Findings & Recommendations The usability testing was extremely interesting and provided me with a lot of insight. I discovered a few areas that needed improvement and got some ideas on how to further the platform. There was some confusion on how to access the bookshelf, how to actually flip between the audio and reading version, and some confusion on search boxes. I think the simplicity of the set up helped the users easily understand the purpose of the app overall. I definitely think doing another round of testing would be helpful after I make some design tweaks and build things out a bit more.


Style Guide

Crafting a visual style that will resonate with users was my next step in the process. I wanted a clean, streamlined feel for the branding. The name “Flexreads” feels straightforward, flexible, and to the point which embodies how essential a streamlined experience is for the user base.

Prototype


High Fidelity Mockups

Creating a fleshed out version of the app after establishing the style guide was the next step in my process. My goal was to create an engaging, accessible, and inclusive design that solved the user problems. To create the best user experience possible, there were two versions of the high fidelity mockups. There were not any huge tweaks done between the two versions of the overall design, but minor UI changes uncovered from usability testing were the changes done to Version 2. ​ Version 1

Version 2


Testing

Throughout each version of the high fidelity prototype, I employed user testing to get feedback. I wanted to figure out what would work and what needed improvement in my designs. Some of the feedback was more casual in nature from mentors and colleagues, but two official rounds of Usability Testing were employed.

Usability Testing

For the two “official” rounds of Usability Testing I conducted, I wanted to see if users understood how to do key tasks: (1) searching for a book by genre, (2) exploring books for purchase, (3) purchasing a book, (4) playing a book, (5) toggling from playing a book to reading a book.
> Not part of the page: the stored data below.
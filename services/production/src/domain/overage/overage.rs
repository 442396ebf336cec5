//! 超产记录实体
//!
//! 每个 (订单, 工序) 至多一条 pending 记录；后续超产在原记录上更新。
//! 只有人工处理才能转为 resolved。

use chrono::{DateTime, Utc};
use oleema_domain_core::Entity;
use oleema_errors::{AppError, AppResult};
use serde::{Deserialize, Serialize};

use crate::domain::define_id;
use crate::domain::order::OrderId;
use crate::domain::process::ProcessId;
use crate::domain::work_log::WorkLogId;

define_id!(
    /// 超产记录 ID
    OverageId
);

/// 超产状态
#[derive(Debug, Clone, Copy, PartialEq, Eq, Serialize, Deserialize)]
#[serde(rename_all = "snake_case")]
pub enum OverageStatus {
    Pending,
    Resolved,
}

impl OverageStatus {
    pub fn as_str(&self) -> &'static str {
        match self {
            Self::Pending => "pending",
            Self::Resolved => "resolved",
        }
    }
}

impl std::fmt::Display for OverageStatus {
    fn fmt(&self, f: &mut std::fmt::Formatter<'_>) -> std::fmt::Result {
        f.write_str(self.as_str())
    }
}

impl std::str::FromStr for OverageStatus {
    type Err = AppError;

    fn from_str(s: &str) -> Result<Self, Self::Err> {
        match s {
            "pending" => Ok(Self::Pending),
            "resolved" => Ok(Self::Resolved),
            other => Err(AppError::internal(format!("Unknown overage status '{}'", other))),
        }
    }
}

/// 超产记录
#[derive(Debug, Clone, PartialEq, Serialize, Deserialize)]
pub struct Overage {
    pub id: OverageId,
    pub order_id: OrderId,
    pub process_id: ProcessId,
    /// 检测时订单目标数量快照
    pub expected_units: i64,
    /// 该订单工序的累计登记数量
    pub actual_units: i64,
    pub overage_units: i64,
    pub status: OverageStatus,
    pub resolved_by: Option<String>,
    pub resolved_at: Option<DateTime<Utc>>,
    pub resolution_notes: Option<String>,
    pub created_at: DateTime<Utc>,
    pub updated_at: DateTime<Utc>,
}

impl Overage {
    /// 新检测到的超产
    pub fn detect(
        order_id: OrderId,
        process_id: ProcessId,
        expected_units: i64,
        actual_units: i64,
    ) -> AppResult<Self> {
        let overage_units = positive_overage(expected_units, actual_units)?;
        let now = Utc::now();
        Ok(Self {
            id: OverageId::new(),
            order_id,
            process_id,
            expected_units,
            actual_units,
            overage_units,
            status: OverageStatus::Pending,
            resolved_by: None,
            resolved_at: None,
            resolution_notes: None,
            created_at: now,
            updated_at: now,
        })
    }

    pub fn is_pending(&self) -> bool {
        self.status == OverageStatus::Pending
    }

    /// 以最新总量刷新 pending 记录，返回刷新前的超产数量
    pub fn refresh(&mut self, expected_units: i64, actual_units: i64) -> AppResult<i64> {
        if !self.is_pending() {
            return Err(AppError::invalid_state(format!(
                "Overage {} is already resolved",
                self.id
            )));
        }
        let overage_units = positive_overage(expected_units, actual_units)?;
        let previous = self.overage_units;
        self.expected_units = expected_units;
        self.actual_units = actual_units;
        self.overage_units = overage_units;
        self.updated_at = Utc::now();
        Ok(previous)
    }

    /// 人工处理
    pub fn resolve(&mut self, resolver: &str, notes: &str, at: DateTime<Utc>) -> AppResult<()> {
        if !self.is_pending() {
            return Err(AppError::invalid_state(format!(
                "Overage {} is already resolved",
                self.id
            )));
        }
        let notes = notes.trim();
        if notes.is_empty() {
            return Err(AppError::validation("Resolution notes are required"));
        }
        let resolver = resolver.trim();
        if resolver.is_empty() {
            return Err(AppError::validation("Resolver is required"));
        }
        self.status = OverageStatus::Resolved;
        self.resolved_by = Some(resolver.to_string());
        self.resolved_at = Some(at);
        self.resolution_notes = Some(notes.to_string());
        self.updated_at = at;
        Ok(())
    }
}

fn positive_overage(expected_units: i64, actual_units: i64) -> AppResult<i64> {
    let overage_units = actual_units - expected_units;
    if overage_units <= 0 {
        return Err(AppError::internal(format!(
            "Overage requires actual units ({}) above expected units ({})",
            actual_units, expected_units
        )));
    }
    Ok(overage_units)
}

impl Entity for Overage {
    type Id = OverageId;

    fn id(&self) -> &Self::Id {
        &self.id
    }
}

/// 工作记录对超产的贡献（处理溯源）
#[derive(Debug, Clone, PartialEq, Serialize, Deserialize)]
pub struct OverageContribution {
    pub overage_id: OverageId,
    pub work_log_id: WorkLogId,
    /// 该记录带来的超产数量增量
    pub units: i64,
    pub created_at: DateTime<Utc>,
}

impl OverageContribution {
    pub fn new(overage_id: OverageId, work_log_id: WorkLogId, units: i64) -> Self {
        Self {
            overage_id,
            work_log_id,
            units,
            created_at: Utc::now(),
        }
    }
}
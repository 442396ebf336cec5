//! 计件工资报表
//!
//! 员工某月的每条工作记录按工序单价计价，按日汇总并写入月度工资记录。

use std::collections::{BTreeMap, HashMap};
use std::sync::Arc;

use chrono::NaiveDate;
use oleema_domain_core::Money;
use oleema_errors::{AppError, AppResult};
use serde::{Deserialize, Serialize};
use tracing::{info, instrument};

use crate::domain::employee::{Employee, EmployeeId};
use crate::domain::order::OrderId;
use crate::domain::payment::{Payment, PaymentPeriod};
use crate::domain::process::{Process, ProcessId};
use crate::domain::unit_of_work::{UnitOfWork, UnitOfWorkFactory};

/// 报表查询
#[derive(Debug, Clone, Deserialize)]
pub struct PaymentReportQuery {
    pub employee_id: EmployeeId,
    pub year: i32,
    pub month: u32,
}

/// 报表明细行
#[derive(Debug, Clone, PartialEq, Serialize)]
pub struct PaymentLine {
    pub work_date: NaiveDate,
    pub order_no: String,
    pub process_name: String,
    pub quantity: i32,
    pub rate: Money,
    pub amount: Money,
}

/// 日合计
#[derive(Debug, Clone, PartialEq, Serialize)]
pub struct DailyTotal {
    pub work_date: NaiveDate,
    pub quantity: i64,
    pub amount: Money,
}

/// 工资报表
#[derive(Debug, Clone, Serialize)]
pub struct PaymentReport {
    pub employee: Employee,
    pub period: PaymentPeriod,
    pub unit_label: String,
    pub lines: Vec<PaymentLine>,
    pub daily_totals: Vec<DailyTotal>,
    pub total_quantity: i64,
    pub total_amount: Money,
    pub payment: Payment,
}

/// 工资报表服务
pub struct PaymentReportService {
    uow_factory: Arc<dyn UnitOfWorkFactory>,
    unit_label: String,
}

impl PaymentReportService {
    pub fn new(uow_factory: Arc<dyn UnitOfWorkFactory>, unit_label: impl Into<String>) -> Self {
        Self {
            uow_factory,
            unit_label: unit_label.into(),
        }
    }

    /// 生成报表并写入（覆盖）当月工资记录
    #[instrument(skip(self), fields(employee_id = %query.employee_id))]
    pub async fn generate(&self, query: PaymentReportQuery) -> AppResult<PaymentReport> {
        let period = PaymentPeriod::new(query.year, query.month)?;

        let uow = self.uow_factory.begin().await?;
        let employee = uow
            .employees()
            .find_by_id(&query.employee_id)
            .await?
            .ok_or_else(|| {
                AppError::not_found(format!("Employee {} not found", query.employee_id))
            })?;

        let lines = build_lines(uow.as_ref(), &employee.id, &period).await?;
        let daily_totals = daily_totals(&lines)?;
        let total_quantity: i64 = lines.iter().map(|l| i64::from(l.quantity)).sum();
        let total_amount =
            Money::checked_sum(lines.iter().map(|l| l.amount)).ok_or_else(amount_overflow)?;

        let payment = uow
            .payments()
            .upsert(&Payment::new(
                employee.id,
                period,
                total_quantity,
                total_amount,
            ))
            .await?;
        uow.commit().await?;

        info!(
            year = period.year,
            month = period.month,
            total_quantity,
            total_amount = %total_amount,
            "Payment calculated"
        );

        Ok(PaymentReport {
            employee,
            period,
            unit_label: self.unit_label.clone(),
            lines,
            daily_totals,
            total_quantity,
            total_amount,
            payment,
        })
    }
}

async fn build_lines(
    uow: &dyn UnitOfWork,
    employee_id: &EmployeeId,
    period: &PaymentPeriod,
) -> AppResult<Vec<PaymentLine>> {
    let logs = uow
        .work_logs()
        .list_for_employee_between(employee_id, period.first_day()?, period.last_day()?)
        .await?;

    let mut order_numbers: HashMap<OrderId, String> = HashMap::new();
    let mut processes: HashMap<ProcessId, Process> = HashMap::new();
    let mut lines = Vec::with_capacity(logs.len());

    for log in logs {
        let order_no = match order_numbers.get(&log.order_id) {
            Some(order_no) => order_no.clone(),
            None => {
                let order = uow
                    .orders()
                    .find_by_id(&log.order_id)
                    .await?
                    .ok_or_else(|| {
                        AppError::internal(format!("Work log {} references missing order", log.id))
                    })?;
                order_numbers.insert(log.order_id, order.order_no.clone());
                order.order_no
            }
        };
        let process = match processes.get(&log.process_id) {
            Some(process) => process.clone(),
            None => {
                let process = uow
                    .processes()
                    .find_by_id(&log.process_id)
                    .await?
                    .ok_or_else(|| {
                        AppError::internal(format!(
                            "Work log {} references missing process",
                            log.id
                        ))
                    })?;
                processes.insert(log.process_id, process.clone());
                process
            }
        };

        let amount = process
            .pay_rate
            .checked_mul(i64::from(log.quantity))
            .ok_or_else(amount_overflow)?;
        lines.push(PaymentLine {
            work_date: log.work_date,
            order_no,
            process_name: process.name,
            quantity: log.quantity,
            rate: process.pay_rate,
            amount,
        });
    }

    Ok(lines)
}

fn amount_overflow() -> AppError {
    AppError::invalid_state("Payment amount exceeds the supported range")
}

fn daily_totals(lines: &[PaymentLine]) -> AppResult<Vec<DailyTotal>> {
    let mut by_day: BTreeMap<NaiveDate, (i64, Money)> = BTreeMap::new();
    for line in lines {
        let entry = by_day.entry(line.work_date).or_insert((0, Money::zero()));
        entry.0 += i64::from(line.quantity);
        entry.1 = entry.1.checked_add(line.amount).ok_or_else(amount_overflow)?;
    }
    Ok(by_day
        .into_iter()
        .map(|(work_date, (quantity, amount))| DailyTotal {
            work_date,
            quantity,
            amount,
        })
        .collect())
}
In the first round of testing, there was some confusion on how to actually purchase a book, how to flip between the audio and reading versions of a book, and the bookshelf accessibility. As a whole, users had a pretty easy flow through the app and using it. I made minor tweaks to the UI after this test and did another round of testing.


The second round of testing came with more detailed feedback. My biggest takeaway was that in future iterations of the app I should create a “Getting Started” guide to explain the core functions like: how to flip between the audio version and read version of a book. I also gained some valuable feedback on the purchase page that I need to explain if all books will have both versions automatically purchased or if users will have the opportunity to do just one or the other.

Reflections and Next Steps

Working on variations of this app and employing user testing throughout helped tremendously. Users didn't have a lot of issues with my final prototype but did have suggestions on how to further the idea of the app. If I were to further the app, there are some ideas I would explore including:

  • A getting started guide

  • A way to click through to reviews of books

  • Book recommendations based on previous reading

  • Profile stats on how much a user has read and listened to books over the last week, month, etc.